____ Given information

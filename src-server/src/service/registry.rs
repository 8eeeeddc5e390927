//! Registry Service

use serde::Deserialize;
use std::sync::Arc;
use tracing::info;

use super::ServiceError;
use crate::domain::{NewGift, RegistryItem};
use crate::normalize::{normalize_email, normalize_name};
use crate::repository::RegistryRepository;

/// Body of a gift claim
#[derive(Debug, Clone, Default, Deserialize)]
pub struct GiftRequest {
    #[serde(rename = "firstname", default)]
    pub first_name: String,
    #[serde(rename = "lastname", default)]
    pub last_name: String,
    #[serde(default)]
    pub email: String,
    #[serde(default)]
    pub quantity: i64,
    #[serde(rename = "itemLabel", default)]
    pub item_label: String,
    #[serde(rename = "isSpecialFund", default)]
    pub is_special_fund: bool,
}

pub struct RegistryService {
    registry: Arc<dyn RegistryRepository>,
}

impl RegistryService {
    pub fn new(registry: Arc<dyn RegistryRepository>) -> Self {
        Self { registry }
    }

    /// All items in display order, with the placeholder image filled in.
    pub async fn list_items(&self) -> Result<Vec<RegistryItem>, ServiceError> {
        let items = self.registry.list().await?;
        Ok(items.into_iter().map(RegistryItem::with_display_image).collect())
    }

    /// Record a gift and return the thank-you message.
    pub async fn record_gift(&self, request: GiftRequest) -> Result<String, ServiceError> {
        let gift = Self::validate(request)?;
        let record = self.registry.record_gift(&gift).await?;

        info!(
            gift_id = record.id,
            item = %record.item_label,
            quantity = record.quantity,
            special_fund = record.is_special_fund,
            "Gift recorded"
        );

        let giver = format!("{} {}", record.first_name, record.last_name);
        Ok(if record.is_special_fund {
            format!(
                "Thank you, {}, for your generous contribution to our {}!",
                giver, record.item_label
            )
        } else {
            format!("Thank you, {}, for gifting us {}!", giver, record.item_label)
        })
    }

    fn validate(request: GiftRequest) -> Result<NewGift, ServiceError> {
        let first_name = normalize_name(&request.first_name);
        let last_name = normalize_name(&request.last_name);
        if first_name.is_empty() || last_name.is_empty() {
            return Err(ServiceError::InvalidRequest(
                "First name and last name are required".to_string(),
            ));
        }

        let item_label = request.item_label.trim();
        if item_label.is_empty() {
            return Err(ServiceError::InvalidRequest("Item label is required".to_string()));
        }

        // Special funds take a contribution without a count
        let quantity = match request.quantity {
            q if q >= 1 => q,
            _ if request.is_special_fund => 1,
            _ => {
                return Err(ServiceError::InvalidRequest(
                    "Quantity must be at least 1".to_string(),
                ))
            }
        };
        let quantity = u32::try_from(quantity)
            .map_err(|_| ServiceError::InvalidRequest("Quantity is too large".to_string()))?;

        Ok(NewGift {
            item_label: item_label.to_string(),
            first_name,
            last_name,
            email: normalize_email(&request.email),
            quantity,
            is_special_fund: request.is_special_fund,
        })
    }
}

#[cfg(test)]
mod tests {
    use super::*;
    use crate::domain::{DomainError, GiftValidationError, PLACEHOLDER_IMAGE};
    use crate::service::mock::MockRegistryRepository;

    fn item(id: &str, label: &str, requested: Option<u32>, received: u32) -> RegistryItem {
        RegistryItem {
            id: id.to_string(),
            label: label.to_string(),
            description: String::new(),
            price: 50.0,
            image: format!("https://picsum.photos/seed/{id}/800/600"),
            alt: label.to_string(),
            requested_quantity: requested,
            received_quantity: received,
            purchase_link: String::new(),
            is_special_fund: false,
        }
    }

    fn request(label: &str, quantity: i64) -> GiftRequest {
        GiftRequest {
            first_name: "jane".to_string(),
            last_name: "SMITH".to_string(),
            email: " Jane@Example.com".to_string(),
            quantity,
            item_label: label.to_string(),
            is_special_fund: false,
        }
    }

    fn service_with(items: Vec<RegistryItem>) -> (RegistryService, Arc<MockRegistryRepository>) {
        let repo = Arc::new(MockRegistryRepository::with_items(items));
        (RegistryService::new(repo.clone()), repo)
    }

    #[tokio::test]
    async fn test_list_items_fills_placeholder() {
        let mut bare = item("plates", "Dinner Plate Set", Some(1), 0);
        bare.image = String::new();
        let (service, _) = service_with(vec![item("mixer", "Stand Mixer", Some(1), 0), bare]);

        let items = service.list_items().await.unwrap();
        assert_eq!(items.len(), 2);
        assert_eq!(items[0].image, "https://picsum.photos/seed/mixer/800/600");
        assert_eq!(items[1].image, PLACEHOLDER_IMAGE);
    }

    #[tokio::test]
    async fn test_gift_success() {
        let (service, repo) = service_with(vec![item("towel-set", "Luxury Bath Towel Set", Some(2), 1)]);

        let message = service.record_gift(request("Luxury Bath Towel Set", 1)).await.unwrap();
        assert_eq!(message, "Thank you, Jane Smith, for gifting us Luxury Bath Towel Set!");

        let gifts = repo.gifts();
        assert_eq!(gifts.len(), 1);
        assert_eq!(gifts[0].email, "jane@example.com");
        assert_eq!(repo.item("towel-set").unwrap().received_quantity, 2);
    }

    #[tokio::test]
    async fn test_gift_item_not_found() {
        let (service, _) = service_with(vec![]);

        let err = service.record_gift(request("Blender", 1)).await.unwrap_err();
        assert_eq!(err.to_string(), "Registry item 'Blender' was not found");
    }

    #[tokio::test]
    async fn test_gift_fully_gifted() {
        let (service, _) = service_with(vec![item("mixer", "Stand Mixer", Some(1), 1)]);

        let err = service.record_gift(request("Stand Mixer", 1)).await.unwrap_err();
        assert_eq!(
            err,
            ServiceError::Gift(GiftValidationError::FullyGifted { label: "Stand Mixer".into() })
        );
        assert_eq!(err.to_string(), "Thank you, but 'Stand Mixer' has already been fully gifted!");
    }

    #[tokio::test]
    async fn test_gift_exceeds_remaining() {
        let (service, repo) = service_with(vec![item("towel-set", "Towels", Some(3), 1)]);

        let err = service.record_gift(request("Towels", 3)).await.unwrap_err();
        assert_eq!(err.to_string(), "Only 2 more of 'Towels' needed. Please adjust your quantity.");
        assert!(repo.gifts().is_empty());
    }

    #[tokio::test]
    async fn test_unlimited_item_accepts_any_quantity() {
        let (service, repo) = service_with(vec![item("honeymoon", "Honeymoon", None, 0)]);

        service.record_gift(request("Honeymoon", 25)).await.unwrap();
        assert_eq!(repo.item("honeymoon").unwrap().received_quantity, 0);
    }

    #[tokio::test]
    async fn test_special_fund_contribution() {
        let mut fund = item("family-recipes", "Family Recipes", None, 0);
        fund.is_special_fund = true;
        let (service, repo) = service_with(vec![fund]);

        let mut req = request("Family Recipes", 0);
        req.is_special_fund = true;
        let message = service.record_gift(req).await.unwrap();

        assert_eq!(
            message,
            "Thank you, Jane Smith, for your generous contribution to our Family Recipes!"
        );
        assert_eq!(repo.gifts()[0].quantity, 1);
    }

    #[tokio::test]
    async fn test_gift_request_validation() {
        let (service, _) = service_with(vec![item("mixer", "Stand Mixer", Some(1), 0)]);

        let mut req = request("Stand Mixer", 1);
        req.last_name = "  ".to_string();
        let err = service.record_gift(req).await.unwrap_err();
        assert_eq!(err.to_string(), "First name and last name are required");

        let err = service.record_gift(request("", 1)).await.unwrap_err();
        assert_eq!(err.to_string(), "Item label is required");

        let err = service.record_gift(request("Stand Mixer", 0)).await.unwrap_err();
        assert_eq!(err.to_string(), "Quantity must be at least 1");

        let err = service.record_gift(request("Stand Mixer", -2)).await.unwrap_err();
        assert_eq!(err.to_string(), "Quantity must be at least 1");
    }

    #[tokio::test]
    async fn test_storage_failure() {
        let service = RegistryService::new(Arc::new(MockRegistryRepository::failing()));

        let err = service.record_gift(request("Stand Mixer", 1)).await.unwrap_err();
        assert!(matches!(err, ServiceError::Domain(DomainError::Internal(_))));
        assert!(service.list_items().await.is_err());
    }
}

________

Exercise details :: If a line comes after the one with "let items = self.registry.list().await?;", leave it out; reproduce exactly every line of the material from the first up to and including that one.

Solution to the exercise ::
filename src-server/src/service/registry.rs
repository 8eeeeddc5e390927
//! Registry Service

use serde::Deserialize;
use std::sync::Arc;
use tracing::info;

use super::ServiceError;
use crate::domain::{NewGift, RegistryItem};
use crate::normalize::{normalize_email, normalize_name};
use crate::repository::RegistryRepository;

/// Body of a gift claim
#[derive(Debug, Clone, Default, Deserialize)]
pub struct GiftRequest {
    #[serde(rename = "firstname", default)]
    pub first_name: String,
    #[serde(rename = "lastname", default)]
    pub last_name: String,
    #[serde(default)]
    pub email: String,
    #[serde(default)]
    pub quantity: i64,
    #[serde(rename = "itemLabel", default)]
    pub item_label: String,
    #[serde(rename = "isSpecialFund", default)]
    pub is_special_fund: bool,
}

pub struct RegistryService {
    registry: Arc<dyn RegistryRepository>,
}

impl RegistryService {
    pub fn new(registry: Arc<dyn RegistryRepository>) -> Self {
        Self { registry }
    }

    /// All items in display order, with the placeholder image filled in.
    pub async fn list_items(&self) -> Result<Vec<RegistryItem>, ServiceError> {
        let items = self.registry.list().await?;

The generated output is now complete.